- [Saved data entries]
//! The customer's cart and budget.

use patron_core::Money;
use patron_shop::ClaimedItem;

/// Claimed items plus the budget they must fit inside.
///
/// Invariant: `total() <= budget()` at all times. [`Cart::try_add`] is the
/// only way in, and it refuses any item that would break the bound — a
/// $50 budget holding a $30 item will take a $15 rulebook but hand back a
/// $25 one.
#[derive(Debug)]
pub struct Cart {
    budget: Money,
    items: Vec<ClaimedItem>,
}

impl Cart {
    pub fn new(budget: Money) -> Self {
        Cart { budget, items: Vec::new() }
    }

    #[inline]
    pub fn budget(&self) -> Money {
        self.budget
    }

    /// Sum of the prices in the cart.
    pub fn total(&self) -> Money {
        self.items.iter().map(|i| i.price).sum()
    }

    /// Budget left after what is already in the cart.
    pub fn remaining(&self) -> Money {
        self.budget.saturating_sub(self.total())
    }

    /// Would one more item at `price` still fit the budget?
    pub fn can_afford(&self, price: Money) -> bool {
        self.total().saturating_add(price) <= self.budget
    }

    /// Add an item, or hand it back untouched if it would bust the budget.
    pub fn try_add(&mut self, item: ClaimedItem) -> Result<(), ClaimedItem> {
        if self.can_afford(item.price) {
            self.items.push(item);
            Ok(())
        } else {
            Err(item)
        }
    }

    /// Re-insert items that were briefly handed out (e.g. a staging call
    /// that bounced). Skips the budget check: the items were already in
    /// the cart under this budget.
    pub(crate) fn restore(&mut self, items: Vec<ClaimedItem>) {
        self.items.extend(items);
    }

    #[inline]
    pub fn len(&self) -> usize {
        self.items.len()
    }

    #[inline]
    pub fn is_empty(&self) -> bool {
        self.items.is_empty()
    }

    #[inline]
    pub fn items(&self) -> &[ClaimedItem] {
        &self.items
    }

    /// Empty the cart, handing ownership of every item to the caller.
    pub fn take_all(&mut self) -> Vec<ClaimedItem> {
        std::mem::take(&mut self.items)
    }
}
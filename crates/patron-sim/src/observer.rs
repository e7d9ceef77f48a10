//! Observer seam for progress reporting and data collection.

use patron_core::Tick;
use patron_customer::CustomerEvent;

use crate::DaySummary;

/// Callbacks invoked by [`Sim::run`][crate::Sim::run] at key points in the
/// tick loop.
///
/// All methods have default no-op implementations so implementors only
/// need to override what they care about. Events arrive in emission order:
/// customers are ticked in ascending id, so one customer's events for a
/// tick are contiguous.
///
/// # Example — departure printer
///
/// ```rust,ignore
/// struct DeparturePrinter;
///
/// impl SimObserver for DeparturePrinter {
///     fn on_event(&mut self, tick: Tick, event: &CustomerEvent) {
///         if let CustomerEvent::Departed { customer, reason, spent, .. } = event {
///             println!("{tick}: {customer} left ({reason}), spent {spent}");
///         }
///     }
/// }
/// ```
pub trait SimObserver {
    /// Called at the very start of each tick, before any processing.
    fn on_tick_start(&mut self, _tick: Tick) {}

    /// Called once per customer event emitted this tick.
    fn on_event(&mut self, _tick: Tick, _event: &CustomerEvent) {}

    /// Called at the end of each tick. `active` is the number of
    /// customers still on the floor after despawns.
    fn on_tick_end(&mut self, _tick: Tick, _active: usize) {}

    /// Called once after the run ends, with the finished summary.
    fn on_sim_end(&mut self, _final_tick: Tick, _summary: &DaySummary) {}
}

/// A [`SimObserver`] that does nothing. Use when you need to call `run`
/// but don't want callbacks.
pub struct NoopObserver;

impl SimObserver for NoopObserver {}
//! Per-customer personality multipliers.

use patron_core::SimRng;

/// How one customer deviates from the configured baseline.
///
/// All fields are multipliers around 1.0 applied to [`crate::BehaviorConfig`]
/// values (and, for `speed_mul`, to the movement config's walk speed). A
/// personality is sampled once at spawn and never changes.
#[derive(Debug, Clone, Copy, PartialEq)]
#[cfg_attr(feature = "serde", derive(serde::Serialize, serde::Deserialize))]
pub struct Personality {
    /// Walk speed multiplier.
    pub speed_mul: f32,
    /// Scales browse and shelf-dwell durations. Above 1.0 lingers.
    pub browse_mul: f32,
    /// Scales the base buy probability. Above 1.0 is an impulse buyer.
    pub buy_mul: f64,
    /// Scales the checkout timeout. Above 1.0 queues patiently.
    pub patience_mul: f32,
}

impl Default for Personality {
    /// The neutral personality: every multiplier 1.0.
    fn default() -> Self {
        Personality { speed_mul: 1.0, browse_mul: 1.0, buy_mul: 1.0, patience_mul: 1.0 }
    }
}

/// Uniform sampling ranges for [`Personality`] fields, drawn by the
/// orchestrator at spawn time.
#[derive(Debug, Clone)]
#[cfg_attr(feature = "serde", derive(serde::Serialize, serde::Deserialize))]
pub struct PersonalityRanges {
    pub speed: (f32, f32),
    pub browse: (f32, f32),
    pub buy: (f64, f64),
    pub patience: (f32, f32),
}

impl Default for PersonalityRanges {
    fn default() -> Self {
        PersonalityRanges {
            speed: (0.8, 1.25),
            browse: (0.6, 1.6),
            buy: (0.7, 1.4),
            patience: (0.5, 1.8),
        }
    }
}

impl PersonalityRanges {
    /// Draw one personality. Degenerate ranges (lo == hi) are allowed and
    /// produce that exact value.
    pub fn sample(&self, rng: &mut SimRng) -> Personality {
        Personality {
            speed_mul: rng.gen_range(self.speed.0..=self.speed.1),
            browse_mul: rng.gen_range(self.browse.0..=self.browse.1),
            buy_mul: rng.gen_range(self.buy.0..=self.buy.1),
            patience_mul: rng.gen_range(self.patience.0..=self.patience.1),
        }
    }
}
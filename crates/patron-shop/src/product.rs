//! Product catalog: what the shop can sell, and at what price.
//!
//! The catalog is immutable reference data. Shelf stock, claims and sales
//! live in [`crate::Inventory`]; a [`Product`] only describes a SKU.

use std::fmt;

use patron_core::{Money, ProductId};

/// Broad category of a product. Flavour only: pricing and purchase logic
/// never branch on the kind, but it shows up in logs and output rows.
#[derive(Debug, Clone, Copy, PartialEq, Eq, Hash)]
#[cfg_attr(feature = "serde", derive(serde::Serialize, serde::Deserialize))]
pub enum ProductKind {
    Miniature,
    Paint,
    Rulebook,
    Dice,
    Terrain,
    Scenery,
}

impl ProductKind {
    /// Stable lowercase name, matching the catalog CSV `kind` column.
    pub fn name(self) -> &'static str {
        match self {
            ProductKind::Miniature => "miniature",
            ProductKind::Paint => "paint",
            ProductKind::Rulebook => "rulebook",
            ProductKind::Dice => "dice",
            ProductKind::Terrain => "terrain",
            ProductKind::Scenery => "scenery",
        }
    }
}

impl fmt::Display for ProductKind {
    fn fmt(&self, f: &mut fmt::Formatter<'_>) -> fmt::Result {
        f.write_str(self.name())
    }
}

/// One sellable SKU.
#[derive(Debug, Clone, PartialEq, Eq)]
#[cfg_attr(feature = "serde", derive(serde::Serialize, serde::Deserialize))]
pub struct Product {
    pub id: ProductId,
    pub name: String,
    pub price: Money,
    pub kind: ProductKind,
}

/// Immutable product catalog, indexed by [`ProductId`].
///
/// Ids are dense: a catalog of `n` products holds ids `0..n`. The CSV
/// loader enforces this; [`Catalog::new`] asserts it in debug builds.
#[derive(Debug, Clone, Default)]
pub struct Catalog {
    products: Vec<Product>,
}

impl Catalog {
    /// Build a catalog from products already carrying dense ids.
    pub fn new(products: Vec<Product>) -> Self {
        debug_assert!(
            products.iter().enumerate().all(|(i, p)| p.id.index() == i),
            "catalog products must carry dense ids in order"
        );
        Catalog { products }
    }

    #[inline]
    pub fn len(&self) -> usize {
        self.products.len()
    }

    #[inline]
    pub fn is_empty(&self) -> bool {
        self.products.is_empty()
    }

    /// Look a product up by id.
    #[inline]
    pub fn get(&self, id: ProductId) -> Option<&Product> {
        self.products.get(id.index())
    }

    /// Look a product up by its exact name. Linear scan; the catalog is
    /// small and this only runs while stocking shelves.
    pub fn by_name(&self, name: &str) -> Option<&Product> {
        self.products.iter().find(|p| p.name == name)
    }

    pub fn iter(&self) -> impl Iterator<Item = &Product> {
        self.products.iter()
    }

    /// Lowest price in the catalog, if any. Useful as a floor when
    /// deciding whether a budget can buy anything at all.
    pub fn cheapest_price(&self) -> Option<Money> {
        self.products.iter().map(|p| p.price).min()
    }
}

- [What to produce] The exercise is to copy out every line above that has the word "must" in it.

- [Expected output]
/// Claimed items plus the budget they must fit inside.
            "catalog products must carry dense ids in order"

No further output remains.